Free schools admit their Islamic Studies teachers may not be qualified

TEACHERS of Islamic Studies at two Muslim Schools planned for Derby may not be qualified, the group behind them has admitted.

The revelation from community group Al-Madinah, formerly known as An-Noor Institute, has sparked fears of poor standards from unions and campaigners.

The group wants to build a primary and secondary school on a site to be found in Normanton.
It has been given approval under the Government's Free Schools scheme, which enables any group to start a school without permission from local councils.

The Department for Education also allows such schools to use head teachers and teachers without official qualifications.

Ziad Amjad, project organiser for Al-Madinah, said the schools might need to take advantage of this for Islamic studies teachers.

He said: "We will look to find qualified teachers to fill these roles but they are difficult to find. If we do employ unqualified teachers we will fund their training so they can get those qualifications. The quality of teaching does not just depend on what qualifications you have, it also depends on quality of knowledge and that will be very high."
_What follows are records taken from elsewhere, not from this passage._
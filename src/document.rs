//! Typed, read-only view of an OpenAPI description.
//!
//! Only the parts the query engine reads are modelled as fields. Everything else is kept
//! verbatim in `extras` maps so that serializing an operation or schema reproduces what the
//! document declared.
//!
//! Descriptions are not validated. Scalars that are usually strings or booleans are held as
//! raw [`Value`]s and read through accessors, so `version: 1.0` or `required: "true"` never
//! reject a document.

use indexmap::IndexMap;
use serde::{Deserialize, Serialize};
use serde_json::Value;
use std::fmt;

#[derive(Debug, Clone, Copy, PartialEq, Eq, Hash, Serialize)]
#[serde(rename_all = "lowercase")]
pub enum HttpMethod {
    Get,
    Post,
    Put,
    Delete,
    Patch,
}

impl HttpMethod {
    /// Case-insensitive parse of a caller-supplied verb.
    pub fn parse(value: &str) -> Option<Self> {
        Self::from_key(&value.to_ascii_lowercase())
    }

    /// Exact match against a path-item key. Path items only declare lowercase verbs.
    fn from_key(key: &str) -> Option<Self> {
        match key {
            "get" => Some(HttpMethod::Get),
            "post" => Some(HttpMethod::Post),
            "put" => Some(HttpMethod::Put),
            "delete" => Some(HttpMethod::Delete),
            "patch" => Some(HttpMethod::Patch),
            _ => None,
        }
    }

    pub fn as_str(self) -> &'static str {
        match self {
            HttpMethod::Get => "get",
            HttpMethod::Post => "post",
            HttpMethod::Put => "put",
            HttpMethod::Delete => "delete",
            HttpMethod::Patch => "patch",
        }
    }

    pub fn as_upper(self) -> &'static str {
        match self {
            HttpMethod::Get => "GET",
            HttpMethod::Post => "POST",
            HttpMethod::Put => "PUT",
            HttpMethod::Delete => "DELETE",
            HttpMethod::Patch => "PATCH",
        }
    }

    pub fn accepts_body(self) -> bool {
        matches!(self, HttpMethod::Post | HttpMethod::Put | HttpMethod::Patch)
    }
}

impl fmt::Display for HttpMethod {
    fn fmt(&self, f: &mut fmt::Formatter<'_>) -> fmt::Result {
        f.write_str(self.as_str())
    }
}

#[derive(Debug, Clone, Default, Deserialize)]
pub struct ApiDescription {
    #[serde(default)]
    pub info: Option<Info>,
    #[serde(default)]
    pub servers: Option<Vec<Server>>,
    #[serde(default)]
    pub paths: Option<IndexMap<String, PathItem>>,
    #[serde(default)]
    pub components: Option<Components>,
    #[serde(default)]
    pub security: Option<Value>,
}

impl ApiDescription {
    pub fn paths(&self) -> impl Iterator<Item = (&str, &PathItem)> {
        self.paths
            .iter()
            .flat_map(|paths| paths.iter())
            .map(|(path, item)| (path.as_str(), item))
    }

    pub fn path_item(&self, path: &str) -> Option<&PathItem> {
        self.path_entry(path).map(|(_, item)| item)
    }

    /// Like [`ApiDescription::path_item`] but also hands back the document's own key.
    pub fn path_entry(&self, path: &str) -> Option<(&str, &PathItem)> {
        self.paths
            .as_ref()
            .and_then(|paths| paths.get_key_value(path))
            .map(|(key, item)| (key.as_str(), item))
    }

    /// Every operation of the document, in declaration order.
    pub fn operations(&self) -> impl Iterator<Item = (&str, HttpMethod, &Operation)> {
        self.paths().flat_map(|(path, item)| {
            item.operations()
                .map(move |(method, operation)| (path, method, operation))
        })
    }

    pub fn schemas(&self) -> Option<&IndexMap<String, SchemaNode>> {
        self.components
            .as_ref()
            .and_then(|components| components.schemas.as_ref())
    }

    pub fn schema(&self, name: &str) -> Option<&SchemaNode> {
        self.schemas().and_then(|schemas| schemas.get(name))
    }

    pub fn first_server(&self) -> Option<&Server> {
        self.servers.as_ref().and_then(|servers| servers.first())
    }
}

/// String content of an optional raw scalar.
fn text(value: &Option<Value>) -> Option<&str> {
    value.as_ref().and_then(Value::as_str)
}

/// Strings verbatim, numbers and booleans in their JSON spelling.
fn scalar_text(value: &Value) -> Option<String> {
    match value {
        Value::String(text) => Some(text.clone()),
        Value::Number(_) | Value::Bool(_) => Some(value.to_string()),
        _ => None,
    }
}

#[derive(Debug, Clone, Default, Serialize, Deserialize)]
#[serde(rename_all = "camelCase")]
pub struct Info {
    #[serde(default, skip_serializing_if = "Option::is_none")]
    pub title: Option<Value>,
    #[serde(default, skip_serializing_if = "Option::is_none")]
    pub version: Option<Value>,
    #[serde(default, skip_serializing_if = "Option::is_none")]
    pub description: Option<Value>,
    #[serde(default, skip_serializing_if = "Option::is_none")]
    pub terms_of_service: Option<Value>,
    #[serde(default, skip_serializing_if = "Option::is_none")]
    pub contact: Option<Value>,
    #[serde(default, skip_serializing_if = "Option::is_none")]
    pub license: Option<Value>,
}

#[derive(Debug, Clone, Default, Serialize, Deserialize)]
pub struct Server {
    #[serde(default, skip_serializing_if = "Option::is_none")]
    pub url: Option<Value>,
    #[serde(default, skip_serializing_if = "Option::is_none")]
    pub description: Option<Value>,
    #[serde(default, skip_serializing_if = "Option::is_none")]
    pub variables: Option<IndexMap<String, ServerVariable>>,
}

impl Server {
    /// Server URL with every `{name}` placeholder replaced by its declared default.
    /// An absent or non-string `url` resolves to an empty string.
    pub fn resolved_url(&self) -> String {
        let mut url = self.url().unwrap_or_default().to_string();
        for (name, variable) in self.variables.iter().flatten() {
            if let Some(default) = variable.default.as_ref().and_then(scalar_text) {
                url = url.replace(&format!("{{{name}}}"), &default);
            }
        }
        url
    }

    pub fn url(&self) -> Option<&str> {
        text(&self.url)
    }
}

#[derive(Debug, Clone, Default, Serialize, Deserialize)]
pub struct ServerVariable {
    #[serde(default, skip_serializing_if = "Option::is_none")]
    pub default: Option<Value>,
    #[serde(rename = "enum", default, skip_serializing_if = "Option::is_none")]
    pub allowed: Option<Value>,
    #[serde(default, skip_serializing_if = "Option::is_none")]
    pub description: Option<Value>,
}

#[derive(Debug, Clone, Default, Serialize, Deserialize)]
#[serde(rename_all = "camelCase")]
pub struct Components {
    #[serde(default, skip_serializing_if = "Option::is_none")]
    pub schemas: Option<IndexMap<String, SchemaNode>>,
    #[serde(default, skip_serializing_if = "Option::is_none")]
    pub security_schemes: Option<IndexMap<String, Value>>,
    #[serde(flatten)]
    pub extras: IndexMap<String, Value>,
}

/// Operations of one path, keyed by verb in the order the document declares them.
///
/// Keys other than the five supported verbs (`parameters`, `$ref`, `options`, ...) are kept
/// in `extras` and never surface as operations.
#[derive(Debug, Clone, Default, Deserialize)]
#[serde(try_from = "IndexMap<String, Value>")]
pub struct PathItem {
    operations: IndexMap<HttpMethod, Operation>,
    extras: IndexMap<String, Value>,
}

impl PathItem {
    pub fn operations(&self) -> impl Iterator<Item = (HttpMethod, &Operation)> {
        self.operations
            .iter()
            .map(|(method, operation)| (*method, operation))
    }

    pub fn methods(&self) -> Vec<HttpMethod> {
        self.operations.keys().copied().collect()
    }

    pub fn operation(&self, method: HttpMethod) -> Option<&Operation> {
        self.operations.get(&method)
    }
}

impl TryFrom<IndexMap<String, Value>> for PathItem {
    type Error = serde_json::Error;

    fn try_from(raw: IndexMap<String, Value>) -> Result<Self, Self::Error> {
        let mut item = PathItem::default();
        for (key, value) in raw {
            match HttpMethod::from_key(&key) {
                Some(method) => {
                    let operation = serde_json::from_value(value)?;
                    item.operations.insert(method, operation);
                }
                None => {
                    item.extras.insert(key, value);
                }
            }
        }
        Ok(item)
    }
}

#[derive(Debug, Clone, Default, Serialize, Deserialize)]
#[serde(rename_all = "camelCase")]
pub struct Operation {
    #[serde(default, skip_serializing_if = "Option::is_none")]
    pub tags: Option<Value>,
    #[serde(default, skip_serializing_if = "Option::is_none")]
    pub summary: Option<Value>,
    #[serde(default, skip_serializing_if = "Option::is_none")]
    pub description: Option<Value>,
    #[serde(default, skip_serializing_if = "Option::is_none")]
    pub operation_id: Option<Value>,
    #[serde(default, skip_serializing_if = "Option::is_none")]
    pub parameters: Option<Vec<Parameter>>,
    #[serde(default, skip_serializing_if = "Option::is_none")]
    pub request_body: Option<RequestBody>,
    #[serde(default, skip_serializing_if = "Option::is_none")]
    pub responses: Option<Value>,
    #[serde(default, skip_serializing_if = "Option::is_none")]
    pub deprecated: Option<Value>,
    #[serde(default, skip_serializing_if = "Option::is_none")]
    pub security: Option<Value>,
    #[serde(flatten)]
    pub extras: IndexMap<String, Value>,
}

impl Operation {
    /// String entries of `tags`. Anything else in the list is skipped.
    pub fn tags(&self) -> impl Iterator<Item = &str> {
        self.tags
            .as_ref()
            .and_then(Value::as_array)
            .into_iter()
            .flatten()
            .filter_map(Value::as_str)
    }

    pub fn summary(&self) -> Option<&str> {
        text(&self.summary)
    }

    pub fn description(&self) -> Option<&str> {
        text(&self.description)
    }

    pub fn parameters(&self) -> &[Parameter] {
        self.parameters.as_deref().unwrap_or_default()
    }

    /// Only a literal boolean `true` marks an operation deprecated.
    pub fn is_deprecated(&self) -> bool {
        matches!(self.deprecated, Some(Value::Bool(true)))
    }

    /// First declared request-body media type and its schema, if any.
    pub fn first_body_content(&self) -> Option<(&str, &MediaType)> {
        self.request_body
            .as_ref()
            .and_then(|body| body.content.as_ref())
            .and_then(|content| content.first())
            .map(|(content_type, media)| (content_type.as_str(), media))
    }
}

#[derive(Debug, Clone, Copy, PartialEq, Eq)]
pub enum ParameterLocation {
    Query,
    Path,
    Header,
    Cookie,
}

#[derive(Debug, Clone, Default, Serialize, Deserialize)]
pub struct Parameter {
    #[serde(rename = "$ref", default, skip_serializing_if = "Option::is_none")]
    pub reference: Option<String>,
    #[serde(default, skip_serializing_if = "Option::is_none")]
    pub name: Option<Value>,
    #[serde(rename = "in", default, skip_serializing_if = "Option::is_none")]
    pub location: Option<Value>,
    #[serde(default, skip_serializing_if = "Option::is_none")]
    pub required: Option<Value>,
    #[serde(default, skip_serializing_if = "Option::is_none")]
    pub schema: Option<SchemaNode>,
    #[serde(flatten)]
    pub extras: IndexMap<String, Value>,
}

impl Parameter {
    pub fn name(&self) -> Option<&str> {
        text(&self.name)
    }

    pub fn location(&self) -> Option<ParameterLocation> {
        match text(&self.location)? {
            "query" => Some(ParameterLocation::Query),
            "path" => Some(ParameterLocation::Path),
            "header" => Some(ParameterLocation::Header),
            "cookie" => Some(ParameterLocation::Cookie),
            _ => None,
        }
    }

    /// `required` counts when it is `true` or the string `"true"` in any case.
    pub fn is_required(&self) -> bool {
        match &self.required {
            Some(Value::Bool(required)) => *required,
            Some(Value::String(required)) => required.eq_ignore_ascii_case("true"),
            _ => false,
        }
    }

    pub fn is_required_header(&self) -> bool {
        self.location() == Some(ParameterLocation::Header) && self.is_required()
    }
}

#[derive(Debug, Clone, Default, Serialize, Deserialize)]
pub struct RequestBody {
    #[serde(rename = "$ref", default, skip_serializing_if = "Option::is_none")]
    pub reference: Option<String>,
    #[serde(default, skip_serializing_if = "Option::is_none")]
    pub content: Option<IndexMap<String, MediaType>>,
    #[serde(flatten)]
    pub extras: IndexMap<String, Value>,
}

#[derive(Debug, Clone, Default, Serialize, Deserialize)]
pub struct MediaType {
    #[serde(default, skip_serializing_if = "Option::is_none")]
    pub schema: Option<SchemaNode>,
    #[serde(flatten)]
    pub extras: IndexMap<String, Value>,
}

#[derive(Debug, Clone, Copy, PartialEq, Eq)]
pub enum SchemaKind {
    Object,
    Array,
    String,
    Number,
    Integer,
    Boolean,
}

/// A schema position. OpenAPI 3.1 allows a bare `true` or `false` wherever a schema object
/// can appear; those serialize back as the same boolean.
#[derive(Debug, Clone, Serialize, Deserialize)]
#[serde(untagged)]
pub enum SchemaNode {
    Boolean(bool),
    Object(Box<Schema>),
}

impl SchemaNode {
    pub fn as_object(&self) -> Option<&Schema> {
        match self {
            SchemaNode::Object(schema) => Some(schema),
            SchemaNode::Boolean(_) => None,
        }
    }
}

#[derive(Debug, Clone, Default, Serialize, Deserialize)]
pub struct Schema {
    #[serde(rename = "$ref", default, skip_serializing_if = "Option::is_none")]
    pub reference: Option<String>,
    #[serde(rename = "type", default, skip_serializing_if = "Option::is_none")]
    pub schema_type: Option<Value>,
    #[serde(default, skip_serializing_if = "Option::is_none")]
    pub properties: Option<IndexMap<String, SchemaNode>>,
    #[serde(default, skip_serializing_if = "Option::is_none")]
    pub items: Option<SchemaNode>,
    #[serde(rename = "enum", default, skip_serializing_if = "Option::is_none")]
    pub enum_values: Option<Value>,
    #[serde(default, skip_serializing_if = "Option::is_none")]
    pub example: Option<Value>,
    #[serde(flatten)]
    pub extras: IndexMap<String, Value>,
}

impl Schema {
    /// Name targeted by `$ref`: the segment after the last `/`.
    pub fn reference_name(&self) -> Option<&str> {
        self.reference
            .as_deref()
            .map(|reference| reference.rsplit('/').next().unwrap_or(reference))
    }

    /// Declared type. For 3.1 type arrays the first non-`null` entry wins.
    pub fn kind(&self) -> Option<SchemaKind> {
        let name = match self.schema_type.as_ref()? {
            Value::String(name) => name.as_str(),
            Value::Array(names) => names
                .iter()
                .filter_map(Value::as_str)
                .find(|name| *name != "null")?,
            _ => return None,
        };
        match name {
            "object" => Some(SchemaKind::Object),
            "array" => Some(SchemaKind::Array),
            "string" => Some(SchemaKind::String),
            "number" => Some(SchemaKind::Number),
            "integer" => Some(SchemaKind::Integer),
            "boolean" => Some(SchemaKind::Boolean),
            _ => None,
        }
    }
}
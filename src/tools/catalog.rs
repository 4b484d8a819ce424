use crate::document::ApiDescription;
use crate::mcp::errors;
use crate::query::{self, SchemaLookup};
use crate::tools::{error_result, optional_str, required_str, success_result};
use serde_json::{Value, json};

pub fn schemas(doc: &ApiDescription, args: &Value) -> Value {
    match query::schemas(doc, optional_str(args, "schemaName")) {
        None => error_result(errors::NOT_FOUND, "No schemas found"),
        Some(SchemaLookup::Single { schema: None, .. }) => {
            error_result(errors::NOT_FOUND, "Schema not found")
        }
        Some(lookup) => success_result(lookup),
    }
}

pub fn tags(doc: &ApiDescription) -> Value {
    let tags = query::all_tags(doc);
    success_result(json!({
        "total": tags.len(),
        "tags": tags,
    }))
}

pub fn info(doc: &ApiDescription) -> Value {
    success_result(query::api_info(doc))
}

pub fn security_schemes(doc: &ApiDescription) -> Value {
    match query::security_schemes(doc) {
        Some(schemes) => success_result(schemes),
        None => error_result(errors::NOT_FOUND, "No security schemes found"),
    }
}

pub fn servers(doc: &ApiDescription) -> Value {
    match query::server_urls(doc) {
        Some(servers) => success_result(json!({
            "total": servers.len(),
            "servers": servers,
        })),
        None => error_result(errors::NOT_FOUND, "No servers found"),
    }
}

pub fn schema_references(doc: &ApiDescription, args: &Value) -> Value {
    match required_str(args, "schemaName") {
        Ok(name) => success_result(query::schema_references(doc, name)),
        Err(error) => error,
    }
}
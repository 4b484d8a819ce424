use crate::document::{ApiDescription, SchemaKind, SchemaNode};
use serde_json::{Map, Value, json};

/// Builds a representative value for `schema`, following `$ref`s into
/// `components.schemas`.
///
/// A reference back to a schema that is already being expanded yields `null` at that
/// position, so self-referential models terminate. Boolean schemas also yield `null`.
pub fn synthesize_example(doc: &ApiDescription, schema: &SchemaNode) -> Value {
    let mut expanding = Vec::new();
    synthesize(doc, schema, &mut expanding)
}

fn synthesize<'a>(
    doc: &'a ApiDescription,
    node: &'a SchemaNode,
    expanding: &mut Vec<&'a str>,
) -> Value {
    let Some(schema) = node.as_object() else {
        return Value::Null;
    };

    if let Some(name) = schema.reference_name()
        && let Some(resolved) = doc.schema(name)
    {
        if expanding.contains(&name) {
            return Value::Null;
        }
        expanding.push(name);
        let value = synthesize(doc, resolved, expanding);
        expanding.pop();
        return value;
    }

    if let Some(example) = &schema.example {
        return example.clone();
    }

    match schema.kind() {
        Some(SchemaKind::Object) => {
            let mut object = Map::new();
            for (key, property) in schema.properties.iter().flatten() {
                object.insert(key.clone(), synthesize(doc, property, expanding));
            }
            Value::Object(object)
        }
        Some(SchemaKind::Array) => {
            // Missing `items` behaves like an empty schema, which synthesizes to `null`.
            let item = match &schema.items {
                Some(items) => synthesize(doc, items, expanding),
                None => Value::Null,
            };
            Value::Array(vec![item])
        }
        Some(SchemaKind::String) => schema
            .enum_values
            .as_ref()
            .and_then(Value::as_array)
            .and_then(|values| values.first())
            .filter(|value| !value.is_null())
            .cloned()
            .unwrap_or_else(|| json!("string")),
        Some(SchemaKind::Number | SchemaKind::Integer) => json!(0),
        Some(SchemaKind::Boolean) => json!(true),
        None => Value::Null,
    }
}
/// `Content-Type: application/json`, then required header parameters that carry an
/// example, then caller headers. Names compare case-insensitively.
fn compose_headers(
    operation: &Operation,
    overrides: &Map<String, Value>,
) -> IndexMap<String, String> {
    let mut headers = IndexMap::new();
    headers.insert("Content-Type".to_string(), DEFAULT_CONTENT_TYPE.to_string());

    for parameter in operation.parameters() {
        if !parameter.is_required_header() {
            continue;
        }
        let Some(name) = parameter.name() else {
            continue;
        };
        if find_header(&headers, name).is_some() {
            continue;
        }
        let example = parameter
            .schema
            .as_ref()
            .and_then(SchemaNode::as_object)
            .and_then(|schema| schema.example.as_ref())
            .filter(|example| !example.is_null());
        if let Some(example) = example {
            headers.insert(name.to_string(), param_text(example));
        }
    }

    for (name, value) in overrides {
        if let Some(existing) = find_header(&headers, name) {
            headers.shift_remove_index(existing);
        }
        headers.insert(name.clone(), param_text(value));
    }
    headers
}

fn find_header(headers: &IndexMap<String, String>, name: &str) -> Option<usize> {
    headers
        .keys()
        .position(|existing| existing.eq_ignore_ascii_case(name))
}

/// Text form of a loosely typed argument: strings verbatim, arrays comma-joined,
/// everything else as JSON.
fn param_text(value: &Value) -> String {
    match value {
        Value::String(text) => text.clone(),
        Value::Array(items) => items.iter().map(param_text).collect::<Vec<_>>().join(","),
        other => other.to_string(),
    }
}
Mr Amjad said the school would employ qualified teachers for its other subjects and a head teacher with a National Qualification for Headship even though these are not legal requirements.
He said the amount of Islamic Studies lessons that would be held was still under discussion but it would probably be "two or three" a week.

Dave Wilkinson, Derby branch secretary of the National Association of Schoolmasters and Union of Women Teachers, said his organisation's national policy was to dissuade parents from sending their children to free schools. He said: "You could end up with children being taught in what are very controversial schools by unsuitable people.

"Teaching religious studies in any form is a skilled subject. It should be taught in the context of respect for other faiths or you risk building up tension in different communities. Our fear is that this might not happen here."

The Derby Campaign for Inclusive Education (DCIE) is against the schools plan as it says it is better for children to learn together, regardless of their faith.

Mike Lake, one of the campaign's founders and a former teacher, said since the Government was spending taxpayers' money on such schools, teachers should be qualified.

He said: "I don't think you can just walk into a classroom and teach. I have nothing against unqualified people coming in to give talks, but with teachers' supervision."

As previously reported, the Government's Partnerships for Schools is helping Al-Madinah look for a suitable site in Normanton.